Conservative Supreme Court justices favor business, liberal ones favor investors, study finds

U.S. Supreme Court Building
U.S. Supreme Court Building

UNIVERSITY PARK, Pa. (January 12, 2015) – Conservative Supreme Court justices more often vote in favor of business, while their more liberal counterparts more often favor investors in securities regulation cases, according to research by two Penn State professors.

Johannes Fedderke, professor of international affairs in Penn State’s School of International Affairs, and Marco Ventoruzzo, affiliate professor with the Penn State School of International Affairs and Penn State Law professor, examined 49 Supreme Court decisions from 1930 through 2011 and compared the justices’ votes to their political ideologies. Their paper, “Do Conservative Justices Favor Wall Street? Ideology and the Supreme Court’s Securities Regulation Decisions,” forthcoming in the Florida Law Review, is the first statistical analysis specifically focusing on how political ideology correlates with judicial decision-making in securities regulation.

While this might appear to be self-evident with respect to seemingly more politically charged issues such as freedom of speech, abortion, or gun control, the contribution made by this study is in showing that political and policy preferences also play a role in the highly technical area of financial markets regulation.

“When the justices meet to decide cases dealing with financial regulation issues … their ideology appears to have a seat at the conference table,” they write. “There is a correlation between the voting of the justices and their position on the political spectrum, and this appears to be consistent using different measures of the ideology or political affiliations of the justices.”

The researchers used four different measures of political ideology: the party of the appointing president, the economic liberalism of the appointing president, and the justices’ scores on two indexes, Cover-Segal and Martin-Quinn. The Cover-Segal score comes from analyzing the content of newspaper editorials about the justices’ nominations to the court. Martin-Quinn scores are based on the actual votes of the justices during their terms.

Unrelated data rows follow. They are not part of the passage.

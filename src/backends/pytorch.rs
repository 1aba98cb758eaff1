//! Native framework backend for `.pt` / `.pth` checkpoints
//!
//! Checkpoints are pickled module graphs that only libtorch can execute. The
//! backend validates the artifact and runs whichever engine the caller injects;
//! without one, loading reports `RuntimeUnavailable`.

use super::base::{ensure_file, read_header, reid_backend, BackendCore, TensorLayout, ZIP_MAGIC};
use crate::{
    error::{ReidError, Result},
    framework::Framework,
    inference::{BackendOptions, InferenceEngine},
};
use std::path::Path;

/// First byte of a legacy (pre zip) pickle checkpoint
const PICKLE_PROTOCOL: u8 = 0x80;

/// Backend for native framework checkpoints
#[derive(Debug)]
pub struct PyTorchBackend {
    core: BackendCore,
}

impl PyTorchBackend {
    /// Create a backend; the checkpoint is validated on first use
    ///
    /// # Errors
    /// Never fails today; kept fallible to match the other backends.
    pub fn new(options: BackendOptions) -> Result<Self> {
        Ok(Self {
            core: BackendCore::new(
                Framework::PyTorch,
                options,
                TensorLayout::Nchw,
                Self::load_engine,
            ),
        })
    }

    /// Create a backend that runs on an engine provided by the caller
    #[must_use]
    pub fn with_engine(options: BackendOptions, engine: Box<dyn InferenceEngine>) -> Self {
        Self {
            core: BackendCore::with_engine(Framework::PyTorch, options, TensorLayout::Nchw, engine),
        }
    }

    /// Check that the file looks like a torch checkpoint
    ///
    /// # Errors
    /// - File missing or neither a zip archive nor a pickle stream
    pub fn validate_artifact(path: &Path) -> Result<()> {
        ensure_file(path, Framework::PyTorch)?;
        let header = read_header(path, ZIP_MAGIC.len())?;
        if header.starts_with(ZIP_MAGIC) || header.first() == Some(&PICKLE_PROTOCOL) {
            Ok(())
        } else {
            Err(ReidError::model_error_with_context(
                "load",
                path,
                "not a torch checkpoint (expected a zip archive or pickle stream)",
                &["re-save the model with torch.save"],
            ))
        }
    }

    fn load_engine(options: &BackendOptions) -> Result<Box<dyn InferenceEngine>> {
        Self::validate_artifact(options.weights())?;
        Err(ReidError::runtime_unavailable(
            Framework::PyTorch,
            "native checkpoints need libtorch; export the model to ONNX or inject an engine with PyTorchBackend::with_engine",
        ))
    }
}

reid_backend!(PyTorchBackend);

The researchers generally defined pro-business decisions as those that limit government intervention in the securities market or that do not foster investors’ protection, for example, excluding civil liability for misstatements or omissions in connections with transactions in securities. This coding does require some judgment calls to be made. For example, the study considers decisions that favor an active market for corporate control and those that expand insider trading prohibitions to be pro-investor, even though not all scholars and practitioners would likely agree with this classification.

The article finds a correlation across all measures of political ideology. Justices appointed by Republican presidents voted pro-business in 58 percent of the cases and Democrat-appointed justices voted pro-investor in 60 percent of the cases. The indexes showed a similar pattern. On average, the more conservative index scores were associated with more votes in favor of business, and the more liberal index scores were associated with votes in favor of investors.

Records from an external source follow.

//! Backend contract and inference engine abstraction

use crate::{config::Device, error::Result, framework::Framework};
use ndarray::{Array2, Array4};
use std::any::Any;
use std::path::{Path, PathBuf};

/// Arguments every backend is constructed with
#[derive(Debug, Clone, PartialEq, Eq)]
pub struct BackendOptions {
    /// Path of the model artifact
    pub weights: PathBuf,
    /// Execution device, passed through untouched
    pub device: Device,
    /// Half precision flag, passed through untouched
    pub half: bool,
}

impl BackendOptions {
    #[must_use]
    pub fn new<P: Into<PathBuf>>(weights: P, device: Device, half: bool) -> Self {
        Self {
            weights: weights.into(),
            device,
            half,
        }
    }

    #[must_use]
    pub fn weights(&self) -> &Path {
        &self.weights
    }
}

/// Trait implemented by every re-identification backend
///
/// A backend owns one model artifact for one runtime and turns a batch of
/// normalized crops into one embedding row per crop.
pub trait ReidBackend {
    /// Framework this backend runs
    fn framework(&self) -> Framework;

    /// Options the backend was constructed with
    fn options(&self) -> &BackendOptions;

    /// Validate and convert a raw NCHW batch into the layout the engine expects
    ///
    /// # Errors
    /// - Batch is not a 3-channel image batch
    fn preprocess_input(&self, batch: Array4<f32>) -> Result<Array4<f32>>;

    /// Run the model on a preprocessed batch, returning L2-normalized embeddings
    ///
    /// # Errors
    /// - Artifact validation or engine loading failures
    /// - Engine inference failures
    fn get_features(&mut self, batch: Array4<f32>) -> Result<Array2<f32>>;

    /// Load the model and run one dummy batch through it
    ///
    /// # Errors
    /// - Artifact validation or engine loading failures
    fn warmup(&mut self) -> Result<()>;

    /// Whether the engine has been loaded
    fn is_loaded(&self) -> bool;

    /// Concrete type access for callers that need backend-specific features
    fn as_any(&self) -> &dyn Any;
}

impl std::fmt::Debug for dyn ReidBackend + '_ {
    fn fmt(&self, f: &mut std::fmt::Formatter<'_>) -> std::fmt::Result {
        write!(f, "ReidBackend({})", self.framework())
    }
}

/// Trait for the runtime that actually executes a model
///
/// Engines receive exactly what `preprocess_input` produced and return one row
/// per batch item. Callers linking an additional runtime implement this trait
/// and hand it to a backend with `with_engine`.
pub trait InferenceEngine {
    /// Short engine name for diagnostics
    fn name(&self) -> &'static str;

    /// Run inference on the input tensor
    ///
    /// # Errors
    /// - Model inference failures
    /// - Output tensor conversion errors
    fn run(&mut self, input: &Array4<f32>) -> Result<Array2<f32>>;
}

impl std::fmt::Debug for dyn InferenceEngine {
    fn fmt(&self, f: &mut std::fmt::Formatter<'_>) -> std::fmt::Result {
        write!(f, "InferenceEngine({})", self.name())
    }
}

/// Flatten an engine output of shape `(n, ...)` into `(n, dim)` rows
///
/// # Errors
/// - Output is a scalar or has a zero-sized batch dimension while data is present
pub fn flatten_output(shape: &[usize], data: Vec<f32>) -> Result<Array2<f32>> {
    let batch = *shape.first().ok_or_else(|| {
        crate::error::ReidError::inference("Engine returned a scalar instead of a batch")
    })?;
    if batch == 0 {
        return Ok(Array2::zeros((0, shape.iter().skip(1).product())));
    }
    let dim = data.len() / batch;
    Array2::from_shape_vec((batch, dim), data).map_err(|e| {
        crate::error::ReidError::inference(format!(
            "Failed to reshape output {shape:?} into embeddings: {e}"
        ))
    })
}

#[cfg(test)]
mod tests {
    use super::*;

    #[test]
    fn test_backend_options_pass_through() {
        let options = BackendOptions::new("osnet.onnx", Device::Cuda(1), true);
        assert_eq!(options.weights(), Path::new("osnet.onnx"));
        assert_eq!(options.device, Device::Cuda(1));
        assert!(options.half);
    }

    #[test]
    fn test_flatten_output_shapes() {
        let rows = flatten_output(&[2, 4, 1, 1], (0..8).map(|v| v as f32).collect()).unwrap();
        assert_eq!(rows.dim(), (2, 4));
        assert_eq!(rows[[1, 0]], 4.0);

        let rows = flatten_output(&[3, 2], vec![0.0; 6]).unwrap();
        assert_eq!(rows.dim(), (3, 2));

        let empty = flatten_output(&[0, 512], Vec::new()).unwrap();
        assert_eq!(empty.dim(), (0, 512));

        assert!(flatten_output(&[], vec![1.0]).is_err());
        assert!(flatten_output(&[2, 3], vec![0.0; 5]).is_err());
    }

    #[test]
    fn test_borrowed_backend_is_debug() {
        let options = BackendOptions::new("osnet.pt", Device::Cpu, false);
        let mut backend =
            crate::backends::test_utils::stub_backend(Framework::PyTorch, options, 4).unwrap();
        let borrowed: &mut dyn ReidBackend = backend.as_mut();
        assert_eq!(format!("{borrowed:?}"), format!("ReidBackend({})", Framework::PyTorch));
    }
}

Fedderke and Ventorruzzo caution, however, that their results do not mean that the justices intentionally distort the law to achieve a pre-determined result, or that they have a bias. First, they note that the statistical correlation between ideology and decisions is far from perfect—other factors are important in determining the outcomes.

In addition, they write: “When there is room for interpretation, and reasonable minds can disagree, judges and justices can reach different conclusions also based on their values, understandings, and beliefs. … In fact, the observation that ideology plays a role in their decision making, might simply mean that, when the law is ambiguous, or does not clearly resolve an issue, and different interpretations are possible, the views of the justices concerning the underlying policy of securities laws affect their reading of complex and hard legal issues, as it should be.”

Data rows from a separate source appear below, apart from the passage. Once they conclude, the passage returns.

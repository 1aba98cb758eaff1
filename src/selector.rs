//! Automatic backend selection for re-identification models
//!
//! `ReidAutoBackend` identifies the framework of a weights file once, builds the
//! matching backend on first use and forwards batches through it.

use crate::{
    backends::{
        OnnxBackend, OpenVinoBackend, PyTorchBackend, TensorRtBackend, TfLiteBackend,
        TorchScriptBackend,
    },
    config::{Device, SelectorConfig, Weights},
    error::{ReidError, Result},
    framework::{self, identify_framework, Framework, PathList, SuffixSet},
    inference::{BackendOptions, ReidBackend},
    services::{DiagnosticReporter, TracingReporter},
};
use ndarray::{Array2, Array4};
use std::fmt;
use std::path::{Path, PathBuf};
use std::sync::Arc;
use tracing::{debug, info, instrument};

/// Factory trait for creating backends
///
/// The selector asks the factory exactly once, with the framework it
/// identified and the options it was constructed with.
pub trait BackendFactory: Send + Sync {
    /// Create a backend for the given framework
    ///
    /// # Errors
    /// - Backend construction failures (propagated unchanged by the selector)
    fn create_backend(
        &self,
        framework: Framework,
        options: BackendOptions,
    ) -> Result<Box<dyn ReidBackend>>;

    /// Frameworks this factory can build
    fn available_frameworks(&self) -> Vec<Framework>;
}

/// Factory building the backends shipped with this crate
#[derive(Debug, Default, Clone, Copy)]
pub struct DefaultBackendFactory;

impl BackendFactory for DefaultBackendFactory {
    fn create_backend(
        &self,
        framework: Framework,
        options: BackendOptions,
    ) -> Result<Box<dyn ReidBackend>> {
        Ok(match framework {
            Framework::PyTorch => Box::new(PyTorchBackend::new(options)?),
            Framework::TorchScript => Box::new(TorchScriptBackend::new(options)?),
            Framework::Onnx => Box::new(OnnxBackend::new(options)?),
            Framework::OpenVino => Box::new(OpenVinoBackend::new(options)?),
            Framework::TensorRt => Box::new(TensorRtBackend::new(options)?),
            Framework::TfLite => Box::new(TfLiteBackend::new(options)?),
        })
    }

    fn available_frameworks(&self) -> Vec<Framework> {
        Framework::ALL.to_vec()
    }
}

/// Backend selector for a single re-identification model
///
/// # Examples
/// ```rust,no_run
/// use ndarray::Array4;
/// use reid_autobackend::{Device, ReidAutoBackend};
///
/// # fn main() -> reid_autobackend::Result<()> {
/// let mut selector = ReidAutoBackend::new("osnet_x0_25_msmt17.onnx", Device::Cpu, false)?;
/// let embeddings = selector.forward(Array4::zeros((4, 3, 256, 128)))?;
/// assert_eq!(embeddings.nrows(), 4);
/// # Ok(())
/// # }
/// ```
pub struct ReidAutoBackend {
    weights: PathBuf,
    device: Device,
    half: bool,
    framework: Framework,
    backend: Option<Box<dyn ReidBackend>>,
    factory: Box<dyn BackendFactory>,
    reporter: Arc<dyn DiagnosticReporter>,
}

impl ReidAutoBackend {
    /// Create a selector reporting through `tracing`
    ///
    /// # Errors
    /// - `ReidError::EmptyWeights` for an empty weights list
    /// - `ReidError::UnsupportedFormat` when the extension maps to no framework
    pub fn new<W: Into<Weights>>(weights: W, device: Device, half: bool) -> Result<Self> {
        Self::with_reporter(weights, device, half, TracingReporter::shared())
    }

    /// Create a selector with an injected diagnostic reporter
    ///
    /// Identification failures are reported through `reporter` before the
    /// error is returned.
    ///
    /// # Errors
    /// - `ReidError::EmptyWeights` for an empty weights list
    /// - `ReidError::UnsupportedFormat` when the extension maps to no framework
    pub fn with_reporter<W: Into<Weights>>(
        weights: W,
        device: Device,
        half: bool,
        reporter: Arc<dyn DiagnosticReporter>,
    ) -> Result<Self> {
        let weights = weights.into();
        let identified = weights
            .primary()
            .and_then(|path| Ok((path.to_path_buf(), identify_framework(path)?)));

        let (weights, framework) = match identified {
            Ok(identified) => identified,
            Err(e) => {
                reporter.error(&e.to_string());
                return Err(e);
            },
        };

        debug!(
            weights = %weights.display(),
            framework = %framework,
            device = %device,
            half,
            "Identified model framework"
        );

        Ok(Self {
            weights,
            device,
            half,
            framework,
            backend: None,
            factory: Box::new(DefaultBackendFactory),
            reporter,
        })
    }

    /// Create a selector from a configuration
    ///
    /// # Errors
    /// - Same as `ReidAutoBackend::new`
    pub fn from_config(config: &SelectorConfig) -> Result<Self> {
        Self::new(config.weights.clone(), config.device, config.half)
    }

    /// Replace the factory used to build the backend
    ///
    /// Has no effect once the backend is bound.
    #[must_use]
    pub fn with_factory(mut self, factory: Box<dyn BackendFactory>) -> Self {
        self.factory = factory;
        self
    }

    /// Framework identified at construction
    #[must_use]
    pub fn framework(&self) -> Framework {
        self.framework
    }

    /// Weights path that identified the framework
    #[must_use]
    pub fn weights(&self) -> &Path {
        &self.weights
    }

    #[must_use]
    pub fn device(&self) -> Device {
        self.device
    }

    #[must_use]
    pub fn half(&self) -> bool {
        self.half
    }

    /// Whether the backend has been constructed
    #[must_use]
    pub fn is_bound(&self) -> bool {
        self.backend.is_some()
    }

    /// Options the backend is (or will be) constructed with
    #[must_use]
    pub fn backend_options(&self) -> BackendOptions {
        BackendOptions::new(self.weights.clone(), self.device, self.half)
    }

    /// The backend for the identified framework, constructed on first call
    ///
    /// # Errors
    /// - Backend construction failures, unchanged
    /// - `ReidError::InconsistentMapping` if the factory built a backend for
    ///   another framework
    #[instrument(skip(self), fields(framework = %self.framework))]
    pub fn get_backend(&mut self) -> Result<&mut dyn ReidBackend> {
        if self.backend.is_none() {
            let backend = self
                .factory
                .create_backend(self.framework, self.backend_options())?;

            if backend.framework() != self.framework {
                return Err(ReidError::InconsistentMapping {
                    expected: self.framework,
                    actual: backend.framework(),
                });
            }

            info!(
                weights = %self.weights.display(),
                "Bound {} backend",
                self.framework.display_name()
            );
            self.backend = Some(backend);
        }

        let backend = self
            .backend
            .as_mut()
            .ok_or_else(|| ReidError::internal("Backend missing after construction"))?;
        Ok(&mut **backend)
    }

    /// Run `preprocess_input` then `get_features` on the backend
    ///
    /// # Errors
    /// - Backend construction, preprocessing or inference failures, unchanged
    #[instrument(skip(self, batch), fields(framework = %self.framework, batch = batch.dim().0))]
    pub fn forward(&mut self, batch: Array4<f32>) -> Result<Array2<f32>> {
        let backend = self.get_backend()?;
        let batch = backend.preprocess_input(batch)?;
        backend.get_features(batch)
    }

    /// Load the model and run one dummy batch
    ///
    /// # Errors
    /// - Backend construction or loading failures
    pub fn warmup(&mut self) -> Result<()> {
        self.get_backend()?.warmup()
    }

    /// Report files whose suffix is not accepted through this selector's reporter
    ///
    /// Returns the number of reported files; never fails.
    pub fn check_suffix<F, S>(&self, files: F, accepted: S, msg: &str) -> usize
    where
        F: Into<PathList>,
        S: Into<SuffixSet>,
    {
        framework::check_suffix(files, accepted, msg, self.reporter.as_ref())
    }
}

impl fmt::Debug for ReidAutoBackend {
    fn fmt(&self, f: &mut fmt::Formatter<'_>) -> fmt::Result {
        f.debug_struct("ReidAutoBackend")
            .field("weights", &self.weights)
            .field("device", &self.device)
            .field("half", &self.half)
            .field("framework", &self.framework)
            .field("bound", &self.is_bound())
            .finish_non_exhaustive()
    }
}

In the course of their analysis, the researchers discovered other trends in the Supreme Court’s decisions on securities litigation. They found that the Court has become increasingly more divided, with more dissenting opinions being published in the more recent cases; and the Court has become more conservative, especially when comparing the decisions under Chief Justice John Roberts to those under Chief Justice William Rehnquist.

“The data also indicate that pro-business decisions seem more controversial, again, considering the number of dissents,” they write. “This result might suggest that liberal justices are more active than conservative ones in voicing their positions when not satisfied with a decision.”

Although some scholars maintain that the Supreme Court’s decisions should be completely free of outside pressures – and some believe that they truly are -- the Penn State researchers argue that the political nature of the appointment process makes it almost inevitable that political leanings will play a part in decisions.

“The very independence of Supreme Court justices … in many ways allows them to follow even more freely their personal convictions, often the very convictions for which they have been selected in the first place,” Fedderke and Ventoruzzo write. “The very systems used in the U.S. to select the members of the judiciary, and for the Supreme Court in particular, should reasonably be expected to inject a political and ideological element in the jurisprudence of the courts.”

The best protection against the risk of unfair judicial decisions, according to the authors, is not in the unrealistic and naïve expectation that judges operate completely devoid of any ideology, but in a diverse composition of our courts.